Statewide gambling tax revenue is at an all-time high, but the percentage of those funds coming from casinos keeps trending lower and lower.
Just two months after Gov. J.B. Pritkzer signed a sweeping gambling expansion into law, it’s a crapshoot to say how that money stream will be affected by throwing six new gambling dens and a bevy of other new betting options into the mix, a state commission said Thursday.
But it’s only a matter of time before the Illinois casino market begins cannibalizing itself, the commission found.
“It is expected that cannibalization at existing Illinois casinos is inevitable, especially those in the Chicago metropolitan area where the majority of the gaming expansion will take place,” according to an annual report released by the bipartisan Commission on Government Forecasting and Accountability.

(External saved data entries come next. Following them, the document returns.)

//! MCP transports: newline-delimited JSON-RPC over a child process's
//! standard I/O, and an SSE event stream with a companion POST channel.
//!
//! Both transports route responses back to callers through a pending map
//! keyed by request id; a closed connection fails every pending call.

use async_trait::async_trait;
use serde_json::Value;
use std::collections::HashMap;
use std::process::Stdio;
use std::sync::atomic::{AtomicU64, Ordering};
use std::sync::Arc;
use std::time::Duration;
use tokio::io::{AsyncBufReadExt, AsyncWriteExt, BufReader};
use tokio::process::{Child, ChildStdin, Command};
use tokio::sync::{oneshot, Mutex};
use tracing::{debug, trace};

use switchyard_core::error::SkillError;

use super::rpc::{JsonRpcRequest, JsonRpcResponse};

/// Per-request budget on both transports.
const REQUEST_TIMEOUT: Duration = Duration::from_secs(30);

/// How long to wait for the SSE endpoint event at connect time.
const ENDPOINT_TIMEOUT: Duration = Duration::from_secs(10);

type PendingMap = Arc<Mutex<HashMap<u64, oneshot::Sender<Result<Value, SkillError>>>>>;

/// A connected request/response channel to an MCP server.
#[async_trait]
pub trait McpTransport: Send + Sync {
    async fn request(&self, method: &str, params: Option<Value>) -> Result<Value, SkillError>;

    async fn notify(&self, method: &str, params: Option<Value>) -> Result<(), SkillError>;

    /// Close the connection. Close errors are swallowed.
    async fn close(&self);
}

fn route_response(pending: &mut HashMap<u64, oneshot::Sender<Result<Value, SkillError>>>, line: &str) {
    let Ok(response) = serde_json::from_str::<JsonRpcResponse>(line) else {
        trace!(line, "Ignoring unparseable server frame");
        return;
    };
    // Frames without an id are server notifications.
    let Some(id) = response.id else {
        return;
    };
    if let Some(tx) = pending.remove(&id) {
        let outcome = match response.error {
            Some(e) => Err(SkillError::Transport(format!("[{}] {}", e.code, e.message))),
            None => Ok(response.result.unwrap_or(Value::Null)),
        };
        let _ = tx.send(outcome);
    }
}

async fn fail_pending(pending: &PendingMap, reason: &str) {
    for (_, tx) in pending.lock().await.drain() {
        let _ = tx.send(Err(SkillError::Transport(reason.to_string())));
    }
}

// ── Stdio ─────────────────────────────────────────────────────────────────

/// JSON-RPC over a spawned child process, one frame per line.
#[derive(Debug)]
pub struct StdioTransport {
    child: Mutex<Child>,
    stdin: Mutex<ChildStdin>,
    pending: PendingMap,
    next_id: AtomicU64,
    reader: Mutex<Option<tokio::task::JoinHandle<()>>>,
}

impl StdioTransport {
    /// Spawn the configured command and start routing its stdout.
    pub async fn spawn(command: &str, args: &[String]) -> Result<Self, SkillError> {
        let mut child = Command::new(command)
            .args(args)
            .stdin(Stdio::piped())
            .stdout(Stdio::piped())
            .stderr(Stdio::null())
            .kill_on_drop(true)
            .spawn()
            .map_err(|e| SkillError::Transport(format!("spawn {command}: {e}")))?;

        let stdin = child
            .stdin
            .take()
            .ok_or_else(|| SkillError::Transport("child stdin unavailable".into()))?;
        let stdout = child
            .stdout
            .take()
            .ok_or_else(|| SkillError::Transport("child stdout unavailable".into()))?;

        let pending: PendingMap = Arc::new(Mutex::new(HashMap::new()));
        let reader_pending = pending.clone();
        let reader = tokio::spawn(async move {
            let mut lines = BufReader::new(stdout).lines();
            while let Ok(Some(line)) = lines.next_line().await {
                if line.trim().is_empty() {
                    continue;
                }
                route_response(&mut *reader_pending.lock().await, &line);
            }
            debug!("MCP stdio stream closed");
            fail_pending(&reader_pending, "connection closed").await;
        });

        Ok(Self {
            child: Mutex::new(child),
            stdin: Mutex::new(stdin),
            pending,
            next_id: AtomicU64::new(0),
            reader: Mutex::new(Some(reader)),
        })
    }

    async fn write_frame(&self, request: &JsonRpcRequest) -> Result<(), SkillError> {
        let mut frame = serde_json::to_string(request)
            .map_err(|e| SkillError::Transport(format!("frame serialization: {e}")))?;
        frame.push('\n');

        let mut stdin = self.stdin.lock().await;
        stdin
            .write_all(frame.as_bytes())
            .await
            .map_err(|e| SkillError::Transport(format!("write: {e}")))?;
        stdin
            .flush()
            .await
            .map_err(|e| SkillError::Transport(format!("flush: {e}")))
    }
}

#[async_trait]
impl McpTransport for StdioTransport {
    async fn request(&self, method: &str, params: Option<Value>) -> Result<Value, SkillError> {
        let id = self.next_id.fetch_add(1, Ordering::SeqCst) + 1;
        let (tx, rx) = oneshot::channel();
        self.pending.lock().await.insert(id, tx);

        if let Err(e) = self.write_frame(&JsonRpcRequest::request(id, method, params)).await {
            self.pending.lock().await.remove(&id);
            return Err(e);
        }

        match tokio::time::timeout(REQUEST_TIMEOUT, rx).await {
            Ok(Ok(outcome)) => outcome,
            Ok(Err(_)) => Err(SkillError::Transport("connection closed".into())),
            Err(_) => {
                self.pending.lock().await.remove(&id);
                Err(SkillError::Transport(format!("request timed out: {method}")))
            }
        }
    }

    async fn notify(&self, method: &str, params: Option<Value>) -> Result<(), SkillError> {
        self.write_frame(&JsonRpcRequest::notification(method, params))
            .await
    }

    async fn close(&self) {
        if let Some(reader) = self.reader.lock().await.take() {
            reader.abort();
        }
        if let Err(e) = self.child.lock().await.start_kill() {
            trace!(error = %e, "Child already gone");
        }
        fail_pending(&self.pending, "transport closed").await;
    }
}

// ── SSE ───────────────────────────────────────────────────────────────────

/// JSON-RPC over a one-way SSE stream plus a companion POST channel.
///
/// The server's first `endpoint` event names the POST URL; responses come
/// back as `message` events (some servers also answer the POST directly,
/// which is honored when the body parses as a response).
pub struct SseTransport {
    http: reqwest::Client,
    endpoint: String,
    pending: PendingMap,
    next_id: AtomicU64,
    reader: Mutex<Option<tokio::task::JoinHandle<()>>>,
}

impl SseTransport {
    /// Open the event stream and wait for the endpoint announcement.
    pub async fn connect(url: &str) -> Result<Self, SkillError> {
        let http = reqwest::Client::new();
        let response = http
            .get(url)
            .header("Accept", "text/event-stream")
            .send()
            .await
            .map_err(|e| SkillError::Transport(format!("open event stream: {e}")))?;

        if !response.status().is_success() {
            return Err(SkillError::Transport(format!(
                "event stream returned {}",
                response.status()
            )));
        }

        let pending: PendingMap = Arc::new(Mutex::new(HashMap::new()));
        let (endpoint_tx, endpoint_rx) = oneshot::channel::<String>();

        let reader_pending = pending.clone();
        let reader = tokio::spawn(read_event_stream(response, reader_pending, endpoint_tx));

        let endpoint_path = tokio::time::timeout(ENDPOINT_TIMEOUT, endpoint_rx)
            .await
            .map_err(|_| SkillError::Transport("no endpoint event from server".into()))?
            .map_err(|_| SkillError::Transport("event stream closed before endpoint".into()))?;

        let endpoint = resolve_endpoint(url, &endpoint_path)?;
        debug!(endpoint = %endpoint, "MCP SSE companion channel resolved");

        Ok(Self {
            http,
            endpoint,
            pending,
            next_id: AtomicU64::new(0),
            reader: Mutex::new(Some(reader)),
        })
    }
}

/// Resolve the endpoint event's payload (absolute or relative) against the
/// stream URL.
fn resolve_endpoint(base: &str, path: &str) -> Result<String, SkillError> {
    let base = reqwest::Url::parse(base)
        .map_err(|e| SkillError::Transport(format!("invalid stream url: {e}")))?;
    let resolved = base
        .join(path)
        .map_err(|e| SkillError::Transport(format!("invalid endpoint '{path}': {e}")))?;
    Ok(resolved.to_string())
}

async fn read_event_stream(
    response: reqwest::Response,
    pending: PendingMap,
    endpoint_tx: oneshot::Sender<String>,
) {
    use futures::StreamExt;

    let mut endpoint_tx = Some(endpoint_tx);
    let mut byte_stream = response.bytes_stream();
    let mut buffer = String::new();
    let mut event_name = String::from("message");
    let mut data = String::new();

    'outer: while let Some(chunk) = byte_stream.next().await {
        let Ok(bytes) = chunk else {
            break 'outer;
        };
        buffer.push_str(&String::from_utf8_lossy(&bytes));

        while let Some(line_end) = buffer.find('\n') {
            let line = buffer[..line_end].trim_end_matches('\r').to_string();
            buffer = buffer[line_end + 1..].to_string();

            if let Some(name) = line.strip_prefix("event: ") {
                event_name = name.trim().to_string();
            } else if let Some(payload) = line.strip_prefix("data: ") {
                if !data.is_empty() {
                    data.push('\n');
                }
                data.push_str(payload.trim());
            } else if line.is_empty() {
                // Blank line terminates one event.
                if !data.is_empty() {
                    match event_name.as_str() {
                        "endpoint" => {
                            if let Some(tx) = endpoint_tx.take() {
                                let _ = tx.send(data.clone());
                            }
                        }
                        _ => route_response(&mut *pending.lock().await, &data),
                    }
                }
                data.clear();
                event_name = String::from("message");
            }
        }
    }

    debug!("MCP event stream closed");
    fail_pending(&pending, "connection closed").await;
}

#[async_trait]
impl McpTransport for SseTransport {
    async fn request(&self, method: &str, params: Option<Value>) -> Result<Value, SkillError> {
        let id = self.next_id.fetch_add(1, Ordering::SeqCst) + 1;
        let (tx, rx) = oneshot::channel();
        self.pending.lock().await.insert(id, tx);

        let request = JsonRpcRequest::request(id, method, params);
        let posted = self
            .http
            .post(&self.endpoint)
            .json(&request)
            .send()
            .await
            .map_err(|e| {
                SkillError::Transport(format!("companion channel: {e}"))
            });

        match posted {
            Ok(response) => {
                // Some servers answer the POST directly instead of (or as
                // well as) the stream.
                if let Ok(text) = response.text().await {
                    if let Ok(parsed) = serde_json::from_str::<JsonRpcResponse>(&text) {
                        if parsed.id == Some(id) {
                            self.pending.lock().await.remove(&id);
                            return match parsed.error {
                                Some(e) => Err(SkillError::Transport(format!(
                                    "[{}] {}",
                                    e.code, e.message
                                ))),
                                None => Ok(parsed.result.unwrap_or(Value::Null)),
                            };
                        }
                    }
                }
            }
            Err(e) => {
                self.pending.lock().await.remove(&id);
                return Err(e);
            }
        }

        match tokio::time::timeout(REQUEST_TIMEOUT, rx).await {
            Ok(Ok(outcome)) => outcome,
            Ok(Err(_)) => Err(SkillError::Transport("connection closed".into())),
            Err(_) => {
                self.pending.lock().await.remove(&id);
                Err(SkillError::Transport(format!("request timed out: {method}")))
            }
        }
    }

    async fn notify(&self, method: &str, params: Option<Value>) -> Result<(), SkillError> {
        let request = JsonRpcRequest::notification(method, params);
        self.http
            .post(&self.endpoint)
            .json(&request)
            .send()
            .await
            .map_err(|e| SkillError::Transport(format!("companion channel: {e}")))?;
        Ok(())
    }

    async fn close(&self) {
        if let Some(reader) = self.reader.lock().await.take() {
            reader.abort();
        }
        fail_pending(&self.pending, "transport closed").await;
    }
}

“The extent that revenues from these locations will suffer remains in question. Some would argue that many portions of this metro area are already near saturation, even without gaming expansion,” mostly due to the state’s 32,000-and-counting video gambling terminals, the report said.
That’s a grim forecast for an industry that saw its seventh straight year of declining returns over the last fiscal year, with the state’s 10 existing casinos raking in $269 million for Illinois, or about 3% less compared to the previous year.
But coupled with revenue from the Illinois Lottery, video gambling and, to a far lesser extent, horse racing, gambling operations generated a record $1.4 billion for the state, up 3.5% from the prior fiscal year.
While lottery and racing held “relatively stagnant” annual tax revenues at $735 million and $6 million, respectively, video gambling funds — which have trended upward since the now-ubiquitous machines were introduced seven years ago — offset the dwindling casino numbers, shooting upward by about 13 percent to $395 million.
The commission predicts video gaming revenue “should grow in future years” as the expansion introduces more machines and higher betting limits.
But for existing casinos — which will also each see their max gaming positions surge to 2,000, plus 4,000 for a potential Chicago mega-casino — the downward trend “may be exacerbated,” the report said, a concern that previously has been shared by casino industry interests.
“It’s not a real good day for the existing casinos in the state,” Tom Swoik, executive director of the Illinois Casino Gaming Association, said after Pritzker signed the expansion law. “This market is already saturated.”
And while the commission noted that one-time licensing fees would pump an automatic $1 billion-plus into state coffers, the expansion’s “precise value remains in question as many of these fees are based on casino performance and future casino operation decisions.”
“Despite the fact that authorized gaming positions could more than triple under [the new gambling law], the Commission projects only modest growth in gaming related tax revenues.”
The commission’s report was lukewarm on the prospects of newly allowed casino games at the state’s three racetracks — a long-sought revenue stream that was controversially declined by the owners of Arlington International Racecourse — but noted “the racing community is hopeful that the recent authorization of racinos and sports betting at Illinois horse tracks will help turn the industry around.”
They also withheld judgment on the yet-to-be launched sports-betting industry, saying revenue projections should “met with restraint,” but noted “it does allow Illinois to keep up with many other states, including Indiana and Iowa.”
Asked to respond to the report, Pritzker’s office kept a poker face.
“The Governor worked with the General Assembly to pass a bipartisan gaming expansion that was years in the making to create jobs and spur economic development around the state while generating revenue to rebuild our universities, community colleges and hospitals,” a spokesman said. “The administration understood the unpredictable nature of gaming revenue and took that into consideration when putting together the revenue projections for Rebuild Illinois.”